Problem to solve:
Print the records exactly. Miss nothing.

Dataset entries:
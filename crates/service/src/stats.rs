//! Admin dashboard counters.

use std::collections::BTreeMap;

use sea_orm::{ColumnTrait, ConnectionTrait, EntityTrait, PaginatorTrait, QueryFilter};
use serde::Serialize;

use models::{booking, contact_message, course, user, BookingStatus, Role};

use crate::errors::ServiceError;
use crate::fees;

#[derive(Debug, Clone, Serialize)]
pub struct DashboardStats {
    pub bookings: BTreeMap<&'static str, u64>,
    pub unread_messages: u64,
    pub users: BTreeMap<&'static str, u64>,
    pub courses: u64,
    pub fees_billed: i64,
    pub fees_collected: i64,
}

pub async fn dashboard<C: ConnectionTrait>(db: &C) -> Result<DashboardStats, ServiceError> {
    let mut bookings = BTreeMap::new();
    for s in BookingStatus::ALL {
        let n = booking::Entity::find().filter(booking::Column::Status.eq(s.as_str())).count(db).await?;
        bookings.insert(s.as_str(), n);
    }
    let mut users = BTreeMap::new();
    for r in Role::ALL {
        let n = user::Entity::find().filter(user::Column::Role.eq(r.as_str())).count(db).await?;
        users.insert(r.as_str(), n);
    }
    let unread_messages = contact_message::Entity::find()
        .filter(contact_message::Column::IsRead.eq(false))
        .count(db)
        .await?;
    let courses = course::Entity::find().count(db).await?;
    let (fees_billed, fees_collected) = fees::totals(db).await?;
    Ok(DashboardStats { bookings, unread_messages, users, courses, fees_billed, fees_collected })
}
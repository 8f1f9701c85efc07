//! Create `user` table.
//!
//! One row per student, teacher or admin; `role` and `status` hold the
//! lowercase enum names from `models::user`.
use sea_orm_migration::{prelude::*, schema::*};

#[derive(DeriveMigrationName)]
pub struct Migration;

#[async_trait::async_trait]
impl MigrationTrait for Migration {
    async fn up(&self, manager: &SchemaManager) -> Result<(), DbErr> {
        manager
            .create_table(
                Table::create()
                    .table(User::Table)
                    .if_not_exists()
                    .col(pk_auto(User::Id))
                    .col(string_len(User::Email, 255).unique_key().not_null())
                    .col(string_len(User::Name, 128).not_null())
                    .col(string_len_null(User::Phone, 32))
                    .col(string_len(User::Role, 16).not_null())
                    .col(string_len(User::Status, 16).not_null())
                    .col(timestamp_with_time_zone(User::CreatedAt).not_null())
                    .col(timestamp_with_time_zone(User::UpdatedAt).not_null())
                    .to_owned(),
            )
            .await
    }

    async fn down(&self, manager: &SchemaManager) -> Result<(), DbErr> {
        manager.drop_table(Table::drop().table(User::Table).to_owned()).await
    }
}

#[derive(DeriveIden)]
enum User { Table, Id, Email, Name, Phone, Role, Status, CreatedAt, UpdatedAt }
use thiserror::Error;

use models::errors::ModelError;

#[derive(Debug, Error)]
pub enum ServiceError {
    #[error("validation error: {0}")]
    Validation(String),
    #[error("not found: {0}")]
    NotFound(String),
    #[error("conflict: {0}")]
    Conflict(String),
    #[error("forbidden: {0}")]
    Forbidden(String),
    #[error("database error: {0}")]
    Db(String),
    #[error("internal error: {0}")]
    Internal(String),
}

impl ServiceError {
    pub fn not_found(entity: &str) -> Self { Self::NotFound(format!("{} not found", entity)) }

    pub fn validation(msg: impl Into<String>) -> Self { Self::Validation(msg.into()) }
}

impl From<ModelError> for ServiceError {
    fn from(e: ModelError) -> Self {
        match e {
            ModelError::Validation(m) => Self::Validation(m),
            ModelError::Conflict(m) => Self::Conflict(m),
            ModelError::Db(m) => Self::Db(m),
        }
    }
}

impl From<sea_orm::DbErr> for ServiceError {
    fn from(e: sea_orm::DbErr) -> Self { Self::Db(e.to_string()) }
}

impl From<crate::auth::errors::AuthError> for ServiceError {
    fn from(e: crate::auth::errors::AuthError) -> Self {
        use crate::auth::errors::AuthError;
        match e {
            AuthError::Validation(m) => Self::Validation(m),
            AuthError::Conflict => Self::Conflict("user already exists".into()),
            AuthError::NotFound => Self::not_found("user"),
            AuthError::Repository(m) => Self::Db(m),
            other => Self::Internal(other.to_string()),
        }
    }
}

Solution for this problem:
filename crates/service/src/stats.rs
//! Admin dashboard counters.

use std::collections::BTreeMap;

use sea_orm::{ColumnTrait, ConnectionTrait, EntityTrait, PaginatorTrait, QueryFilter};
use serde::Serialize;

use models::{booking, contact_message, course, user, BookingStatus, Role};

use crate::errors::ServiceError;
use crate::fees;

#[derive(Debug, Clone, Serialize)]
pub struct DashboardStats {
    pub bookings: BTreeMap<&'static str, u64>,
    pub unread_messages: u64,
    pub users: BTreeMap<&'static str, u64>,
    pub courses: u64,
    pub fees_billed: i64,
    pub fees_collected: i64,
}

pub async fn dashboard<C: ConnectionTrait>(db: &C) -> Result<DashboardStats, ServiceError> {
    let mut bookings = BTreeMap::new();
    for s in BookingStatus::ALL {
        let n = booking::Entity::find().filter(booking::Column::Status.eq(s.as_str())).count(db).await?;
        bookings.insert(s.as_str(), n);
    }
    let mut users = BTreeMap::new();
    for r in Role::ALL {
        let n = user::Entity::find().filter(user::Column::Role.eq(r.as_str())).count(db).await?;
        users.insert(r.as_str(), n);
    }
    let unread_messages = contact_message::Entity::find()
        .filter(contact_message::Column::IsRead.eq(false))
        .count(db)
        .await?;
    let courses = course::Entity::find().count(db).await?;
    let (fees_billed, fees_collected) = fees::totals(db).await?;
    Ok(DashboardStats { bookings, unread_messages, users, courses, fees_billed, fees_collected })
}
repository 8f1f9701c85efc07
//! Create `user` table.
//!
//! One row per student, teacher or admin; `role` and `status` hold the
//! lowercase enum names from `models::user`.
use sea_orm_migration::{prelude::*, schema::*};

#[derive(DeriveMigrationName)]
pub struct Migration;

#[async_trait::async_trait]
impl MigrationTrait for Migration {
    async fn up(&self, manager: &SchemaManager) -> Result<(), DbErr> {
        manager
            .create_table(
                Table::create()
                    .table(User::Table)
                    .if_not_exists()
                    .col(pk_auto(User::Id))
                    .col(string_len(User::Email, 255).unique_key().not_null())
                    .col(string_len(User::Name, 128).not_null())
                    .col(string_len_null(User::Phone, 32))
                    .col(string_len(User::Role, 16).not_null())
                    .col(string_len(User::Status, 16).not_null())
                    .col(timestamp_with_time_zone(User::CreatedAt).not_null())
                    .col(timestamp_with_time_zone(User::UpdatedAt).not_null())
                    .to_owned(),
            )
            .await
    }

    async fn down(&self, manager: &SchemaManager) -> Result<(), DbErr> {
        manager.drop_table(Table::drop().table(User::Table).to_owned()).await
    }
}

#[derive(DeriveIden)]
enum User { Table, Id, Email, Name, Phone, Role, Status, CreatedAt, UpdatedAt }
use thiserror::Error;

use models::errors::ModelError;

#[derive(Debug, Error)]
pub enum ServiceError {
    #[error("validation error: {0}")]
    Validation(String),
    #[error("not found: {0}")]
    NotFound(String),
    #[error("conflict: {0}")]
    Conflict(String),
    #[error("forbidden: {0}")]
    Forbidden(String),
    #[error("database error: {0}")]
    Db(String),
    #[error("internal error: {0}")]
    Internal(String),
}

impl ServiceError {
    pub fn not_found(entity: &str) -> Self { Self::NotFound(format!("{} not found", entity)) }

    pub fn validation(msg: impl Into<String>) -> Self { Self::Validation(msg.into()) }
}

impl From<ModelError> for ServiceError {
    fn from(e: ModelError) -> Self {
        match e {
            ModelError::Validation(m) => Self::Validation(m),
            ModelError::Conflict(m) => Self::Conflict(m),
            ModelError::Db(m) => Self::Db(m),
        }
    }
}

impl From<sea_orm::DbErr> for ServiceError {
    fn from(e: sea_orm::DbErr) -> Self { Self::Db(e.to_string()) }
}

impl From<crate::auth::errors::AuthError> for ServiceError {
    fn from(e: crate::auth::errors::AuthError) -> Self {
        use crate::auth::errors::AuthError;
        match e {
            AuthError::Validation(m) => Self::Validation(m),
            AuthError::Conflict => Self::Conflict("user already exists".into()),
            AuthError::NotFound => Self::not_found("user"),
            AuthError::Repository(m) => Self::Db(m),
            other => Self::Internal(other.to_string()),
        }
    }
}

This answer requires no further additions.